As an adolescent iconoclast, I was inspired by Narendra Datta’s scepticism towards faith. I told my parents, who were terribly disturbed by my atheism, that while Naren’s arguments were plausible, how Ramakrishna Paramahansa responded to such logic was a matter of faith. “How can I be sure about what you say Ramakrishna made him see?” I shot back not only at my parents but also at several elderly people they referred me to with the belief that I needed some serious counselling. Finally, the elders would resort to a cliché: “You are too young and immature to understand what we say.”
After years I realised that the journey from Narendra to Vivekananda was one’s own. You cannot convince somebody through debates. You cannot transmit the experience either ― unless you are that evolved a soul. And yet you can persuade people with arguments once you have arrived, provided it’s a real-life interaction and not an interface between a writer and his readers or a speaker and his audience. Study Swami Vivekananda’s exchanges with cynics, and you see that the interlocutors were always speaking one-on-one, face-to-face.
Ergo, what transmits is the confidence; these are vibes that pervade; if you are sure, it’s your trust that permeates through the membrane of disbelief, penetrates the listener, fills and absorbs him. Thereafter, he is as certain as you are cocksure.

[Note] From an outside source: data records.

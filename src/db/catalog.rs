use sqlx::postgres::PgRow;
use sqlx::{query, PgPool, Row};

use crate::catalog::{
    project_slug, validate_project, validate_tag, Image, Member, NewMember, NewProject, Project, Tag, User,
    UserAccount, UserProfile,
};

fn project_from_row(r: PgRow) -> Result<Project, sqlx::Error> {
    Ok(Project {
        id: r.try_get("id")?,
        title: r.try_get("title")?,
        created: r.try_get("created")?,
        id_created_by: r.try_get("id_created_by")?,
        slug: r.try_get("slug")?,
        description: r.try_get("description")?,
        period: r.try_get("period")?,
        start_time: r.try_get("start_time")?,
        end_time: r.try_get("end_time")?,
    })
}

fn member_from_row(r: PgRow) -> Result<Member, sqlx::Error> {
    Ok(Member {
        id: r.try_get("id")?,
        id_user: r.try_get("id_user")?,
        name: r.try_get("name")?,
        contact_info: r.try_get("contact_info")?,
    })
}

fn tag_from_row(r: PgRow) -> Result<Tag, sqlx::Error> {
    Ok(Tag {
        id: r.try_get("id")?,
        name: r.try_get("name")?,
    })
}

fn image_from_row(r: PgRow) -> Result<Image, sqlx::Error> {
    Ok(Image {
        id: r.try_get("id")?,
        id_project: r.try_get("id_project")?,
        image: r.try_get("image")?,
    })
}

/// Creates a user and its profile in one transaction.
pub async fn create_user(conn: &PgPool, username: &str) -> anyhow::Result<UserAccount> {
    let mut tx = conn.begin().await?;

    let user = query("INSERT INTO app_user (username) VALUES ($1) RETURNING id, username;")
        .bind(username)
        .try_map(|r: PgRow| Ok(User {
            id: r.try_get("id")?,
            username: r.try_get("username")?,
        }))
        .fetch_one(&mut *tx)
        .await?;

    let profile = query("INSERT INTO user_profile (id_user, bio) VALUES ($1, '') RETURNING id, id_user, bio;")
        .bind(user.id)
        .try_map(|r: PgRow| Ok(UserProfile {
            id: r.try_get("id")?,
            id_user: r.try_get("id_user")?,
            bio: r.try_get("bio")?,
        }))
        .fetch_one(&mut *tx)
        .await?;

    tx.commit().await?;

    Ok(UserAccount {
        user,
        profile,
    })
}

pub async fn get_user_account(conn: &PgPool, id_user: i32) -> anyhow::Result<Option<UserAccount>> {
    let r = query(
        "SELECT u.id, u.username, p.id AS id_profile, p.bio
         FROM app_user u JOIN user_profile p ON p.id_user = u.id
         WHERE u.id=$1;")
        .bind(id_user)
        .try_map(|r: PgRow| Ok(UserAccount {
            user: User {
                id: r.try_get("id")?,
                username: r.try_get("username")?,
            },
            profile: UserProfile {
                id: r.try_get("id_profile")?,
                id_user: r.try_get("id")?,
                bio: r.try_get("bio")?,
            },
        }))
        .fetch_optional(conn)
        .await?;

    Ok(r)
}

pub async fn set_user_bio(conn: &PgPool, id_user: i32, bio: &str) -> anyhow::Result<bool> {
    let r = query("UPDATE user_profile SET bio=$2 WHERE id_user=$1;")
        .bind(id_user)
        .bind(bio)
        .execute(conn)
        .await?;

    Ok(r.rows_affected() > 0)
}

pub async fn add_project(conn: &PgPool, project: &NewProject) -> anyhow::Result<Project> {
    validate_project(&project.title, project.period.as_deref())?;

    let r = query(
        "INSERT INTO project (title, created, id_created_by, slug, description, period, start_time, end_time)
         VALUES ($1, NOW(), $2, $3, $4, $5, $6, $7)
         RETURNING *;")
        .bind(&project.title)
        .bind(project.id_created_by)
        .bind(project_slug(&project.title))
        .bind(&project.description)
        .bind(&project.period)
        .bind(project.start_time)
        .bind(project.end_time)
        .try_map(project_from_row)
        .fetch_one(conn)
        .await?;

    Ok(r)
}

/// Saves an edited project; the slug always follows the title.
pub async fn update_project(conn: &PgPool, project: &Project) -> anyhow::Result<Option<Project>> {
    validate_project(&project.title, project.period.as_deref())?;

    let r = query(
        "UPDATE project
         SET title=$2, slug=$3, description=$4, period=$5, start_time=$6, end_time=$7
         WHERE id=$1
         RETURNING *;")
        .bind(project.id)
        .bind(&project.title)
        .bind(project_slug(&project.title))
        .bind(&project.description)
        .bind(&project.period)
        .bind(project.start_time)
        .bind(project.end_time)
        .try_map(project_from_row)
        .fetch_optional(conn)
        .await?;

    Ok(r)
}

pub async fn latest_project(conn: &PgPool) -> anyhow::Result<Option<Project>> {
    let r = query("SELECT * FROM project ORDER BY created DESC, id DESC LIMIT 1;")
        .try_map(project_from_row)
        .fetch_optional(conn)
        .await?;

    Ok(r)
}

pub async fn add_member(conn: &PgPool, member: &NewMember) -> anyhow::Result<Member> {
    member.validate()?;

    let r = query("INSERT INTO member (id_user, name, contact_info) VALUES ($1, $2, $3) RETURNING *;")
        .bind(member.id_user)
        .bind(&member.name)
        .bind(&member.contact_info)
        .try_map(member_from_row)
        .fetch_one(conn)
        .await?;

    Ok(r)
}

pub async fn add_tag(conn: &PgPool, name: &str) -> anyhow::Result<Tag> {
    validate_tag(name)?;

    let r = query("INSERT INTO tag (name) VALUES ($1) RETURNING *;")
        .bind(name)
        .try_map(tag_from_row)
        .fetch_one(conn)
        .await?;

    Ok(r)
}

pub async fn tag_project(conn: &PgPool, id_project: i32, id_tag: i32) -> anyhow::Result<()> {
    query("INSERT INTO project_tag (id_project, id_tag) VALUES ($1, $2) ON CONFLICT DO NOTHING;")
        .bind(id_project)
        .bind(id_tag)
        .execute(conn)
        .await?;

    Ok(())
}

pub async fn add_project_member(conn: &PgPool, id_project: i32, id_member: i32) -> anyhow::Result<()> {
    query("INSERT INTO project_member (id_project, id_member) VALUES ($1, $2) ON CONFLICT DO NOTHING;")
        .bind(id_project)
        .bind(id_member)
        .execute(conn)
        .await?;

    Ok(())
}

pub async fn add_project_image(conn: &PgPool, id_project: i32, image: &str) -> anyhow::Result<Image> {
    let r = query("INSERT INTO project_image (id_project, image) VALUES ($1, $2) RETURNING *;")
        .bind(id_project)
        .bind(image)
        .try_map(image_from_row)
        .fetch_one(conn)
        .await?;

    Ok(r)
}

pub async fn project_tags(conn: &PgPool, id_project: i32) -> anyhow::Result<Vec<Tag>> {
    let r = query(
        "SELECT t.* FROM tag t JOIN project_tag pt ON pt.id_tag = t.id
         WHERE pt.id_project=$1 ORDER BY t.id;")
        .bind(id_project)
        .try_map(tag_from_row)
        .fetch_all(conn)
        .await?;

    Ok(r)
}

pub async fn project_members(conn: &PgPool, id_project: i32) -> anyhow::Result<Vec<Member>> {
    let r = query(
        "SELECT m.* FROM member m JOIN project_member pm ON pm.id_member = m.id
         WHERE pm.id_project=$1 ORDER BY m.id;")
        .bind(id_project)
        .try_map(member_from_row)
        .fetch_all(conn)
        .await?;

    Ok(r)
}

/// Projects the member belongs to.
pub async fn member_projects(conn: &PgPool, id_member: i32) -> anyhow::Result<Vec<Project>> {
    let r = query(
        "SELECT p.* FROM project p JOIN project_member pm ON pm.id_project = p.id
         WHERE pm.id_member=$1 ORDER BY p.id;")
        .bind(id_member)
        .try_map(project_from_row)
        .fetch_all(conn)
        .await?;

    Ok(r)
}

pub async fn project_images(conn: &PgPool, id_project: i32) -> anyhow::Result<Vec<Image>> {
    let r = query("SELECT * FROM project_image WHERE id_project=$1 ORDER BY id;")
        .bind(id_project)
        .try_map(image_from_row)
        .fetch_all(conn)
        .await?;

    Ok(r)
}

#[cfg(test)]
mod tests {
    use uuid::Uuid;

    use super::*;
    use crate::db::model::tests::test_client;

    #[tokio::test]
    async fn test_create_user_creates_profile() {
        let Some(db) = test_client().await else { return };
        let username = format!("user-{}", Uuid::new_v4().simple());

        let account = create_user(db.conn(), &username).await.unwrap();
        assert_eq!(account.profile.id_user, account.user.id);
        assert_eq!(account.to_string(), format!("{}'s profile", username));

        assert!(set_user_bio(db.conn(), account.user.id, "hi").await.unwrap());
        let loaded = get_user_account(db.conn(), account.user.id).await.unwrap().unwrap();
        assert_eq!(loaded.profile.bio, "hi");
    }

    #[tokio::test]
    async fn test_project_associations() {
        let Some(db) = test_client().await else { return };
        let owner = create_user(db.conn(), &format!("owner-{}", Uuid::new_v4().simple())).await.unwrap();

        let project = add_project(db.conn(), &NewProject::new("Image Polls, Again!", owner.user.id)).await.unwrap();
        assert_eq!(project.slug, "image-polls-again");
        assert_eq!(project.period.as_deref(), Some("fall2012"));
        assert_eq!(latest_project(db.conn()).await.unwrap().unwrap().id, project.id);

        let mut edited = project.clone();
        edited.title = "Renamed".to_owned();
        let edited = update_project(db.conn(), &edited).await.unwrap().unwrap();
        assert_eq!(edited.slug, "renamed");

        let tag = add_tag(db.conn(), "rust").await.unwrap();
        tag_project(db.conn(), project.id, tag.id).await.unwrap();
        tag_project(db.conn(), project.id, tag.id).await.unwrap();
        assert_eq!(project_tags(db.conn(), project.id).await.unwrap(), vec![tag]);

        let member = add_member(db.conn(), &NewMember {
            id_user: Some(owner.user.id),
            name: "Owner".to_owned(),
            contact_info: None,
        }).await.unwrap();
        add_project_member(db.conn(), project.id, member.id).await.unwrap();
        assert_eq!(project_members(db.conn(), project.id).await.unwrap(), vec![member.clone()]);
        assert_eq!(member_projects(db.conn(), member.id).await.unwrap()[0].id, project.id);

        let image = add_project_image(db.conn(), project.id, "/media/images/a.png").await.unwrap();
        assert_eq!(project_images(db.conn(), project.id).await.unwrap(), vec![image]);
    }

    #[tokio::test]
    async fn test_add_project_rejects_long_title() {
        let Some(db) = test_client().await else { return };

        assert!(add_project(db.conn(), &NewProject::new(&"x".repeat(141), 1)).await.is_err());
    }
}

But there is a realm beyond this intimate circle of speaker and listener where dwell naysayers. They are a legion. It does not matter. Why would you be concerned with the number of followers of your faith, especially when yours is not a religion? As said before, none other than Narendra Datta himself could have traversed his journey on his behalf to emerge as Swami Vivekananda. It’s a caterpillar-to-butterfly story. Millions of caterpillars cannot get into one cocoon, form a unified pupa and come out as a collective butterfly. Sorry, Buddha, “sangham sharaNam gachchhAmi” does not work. A crowd can at best agree; it cannot feel and live the discourse.
I realised it all over again at work and, more so, during my stint in activism. If one of the reasons that India cannot witness a revolution is the nation’s passivism, the other reason is what you see across the world: there is no dharma of society as a whole. Few, very few are spiritual ― even less than those who are ethical. So, at the heat of the moment ― Anna Hazare’s 2011, for example ― the society is ready to do anything, embracing several evils, big and small, for a Utopia. Thus, while India has never seen a revolution, the revolutions in the West, from French to Russian, finally failed to deliver as well. Sorry, Deendayal Upadhyaya, Sangh and their followers. There, you fall, too. Within a timeframe, there is no Integral Humanism. The sages see through the machinations and shenanigans of the demagogues first. The crowd realises its folly years, decades and centuries later.
In an office, it is worse. Because business, while being necessary for the economy and the individual alike, is a manifestation of materialism, which comes with a fair share of compromises with ethics. You do things wrong, knowing they are wrong. For competition with colleagues before competing in the market. You are an animal out to prove Darwin’s Survival of the Fittest.
Ditto in politics. Within a party, you have greater enemies than those outside it.
But Vivekananda lives. For, his idea was not a revolution, not a business, not a stupid belief that an organisation can have such membership where 100% are devoted to a common goal, brushing aside mutual differences. At best, when the idea was re-established, a general agreement with the ideal spread across the nation. Yet without turning the whole nation as enlightened as the swami. His was an act of reiterating and underscoring the eternal reality after delving deep into it all on his own, with his guru as the catalyst. That mettle is rare, though. If you have it in you, you will have to walk that road all by yourself.
The best tribute to Swami Vivekananda is the realisation that you are a struggling, unsure, cynical Narendra Datta who has an individual journey to undertake.